Ailantd Sikowsky |
Transfer Ratings
Own work, based on Ghost Ship. Click here if Blogspot ate the image quality. |
Each transfer from orbit to orbit has a Transfer Rating, ranging from 1 to 5. Trace your finger along the route you want to take, from your starting point to your destination. The single highest Transfer Rating on this route is the total Transfer Rating for your entire trip. During your trip, you will have to expend an amount of Fuel equal to this Transfer Rating, for orbital injection burns and deep-space maneuvers. You will spend the rest of your time coasting through space.
Special Maneuvers
The above method assumes a trajectory that tries to balance travel time and fuel expenditure reasonably. All interplanetary-capable ships have an astrogation computer able to compute this route without any roll or risk involved. When you're short on either time or fuel, special maneuvers come into play.
If you want to get somewhere and you really, really can't spare the time, you can strap yourself in and execute a Hard Burn. You expend 1 Fuel to bruteforce your ship into a less fuel-efficient, shorter trajectory. Your Transfer Rating decreases by 1 (to a minimum of 1) and everyone on the ship gains 1 Stress. You can do this only once every trip.
If you can't spare the fuel needed for your trip, you can take a more circuitous route. Timing your trajectory so that you encounter bypassing celestial bodies, you can exploit their gravity wells for a Slingshot Maneuver.
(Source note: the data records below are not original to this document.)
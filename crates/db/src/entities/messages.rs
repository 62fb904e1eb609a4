//! `SeaORM` Entity for messages table.

use sea_orm::entity::prelude::*;
use serde::{Deserialize, Serialize};

#[derive(Clone, Debug, PartialEq, DeriveEntityModel, Eq, Serialize, Deserialize)]
#[sea_orm(table_name = "messages")]
pub struct Model {
    #[sea_orm(primary_key, auto_increment = false)]
    pub id: Uuid,
    pub school_id: Uuid,
    pub sender_id: Uuid,
    pub recipient_id: Uuid,
    pub subject: Option<String>,
    #[sea_orm(column_type = "Text")]
    pub body: String,
    pub read_at: Option<DateTimeWithTimeZone>,
    pub created_at: DateTimeWithTimeZone,
    pub updated_at: DateTimeWithTimeZone,
}

#[derive(Copy, Clone, Debug, EnumIter, DeriveRelation)]
pub enum Relation {
    #[sea_orm(
        belongs_to = "super::users::Entity",
        from = "Column::SenderId",
        to = "super::users::Column::Id",
        on_delete = "Cascade"
    )]
    Sender,
    #[sea_orm(
        belongs_to = "super::users::Entity",
        from = "Column::RecipientId",
        to = "super::users::Column::Id",
        on_delete = "Cascade"
    )]
    Recipient,
}

impl ActiveModelBehavior for ActiveModel {}
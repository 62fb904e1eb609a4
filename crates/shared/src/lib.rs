//! Shared types, errors, and configuration for Scholaris.
//!
//! This crate provides common types used across all other crates:
//! - Typed IDs for tenant-scoped entity references
//! - Pagination types for list endpoints
//! - Application-wide error types
//! - JWT claims and token service
//! - Configuration management

pub mod auth;
pub mod config;
pub mod error;
pub mod jwt;
pub mod types;

pub use auth::Claims;
pub use config::AppConfig;
pub use error::{AppError, AppResult};
pub use jwt::{JwtConfig, JwtError, JwtService};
Your Transfer Rating increases by 1 (to a maximum of 5) and your fuel expense decreases by 1 (to a minimum of 1). Likewise, you can only do this once on a single trip.
Downtime
Spaceflight takes time, most of it uneventful coasting. Depending on your Transfer Rating, everyone on board will have a certain number of Downtime Actions at their disposal. These work in the exact same way as Shore Leave Actions (i.e. they can be used to train Skills, get medical care, work on a project etc.) with one exception: they cannot be used to relieve Stress.
If you want to spend your downtime on something that requires access to outside information, you may run into the problem of interplanetary bandwith limits. Response might be slow, the trickle of data across the radio even slower. If your Transfer Rating is higher than 3, requesting files from the outside becomes a separate Downtime Action.
Stress
Space travel is slow, monotonous and claustrophobic. Every day the same two or three capsules where elbow room is at a premium, every day the same five or so other people, every day the same big fucking black nothing outside the windows. Even for the shortest trips, it's not a pleasant time.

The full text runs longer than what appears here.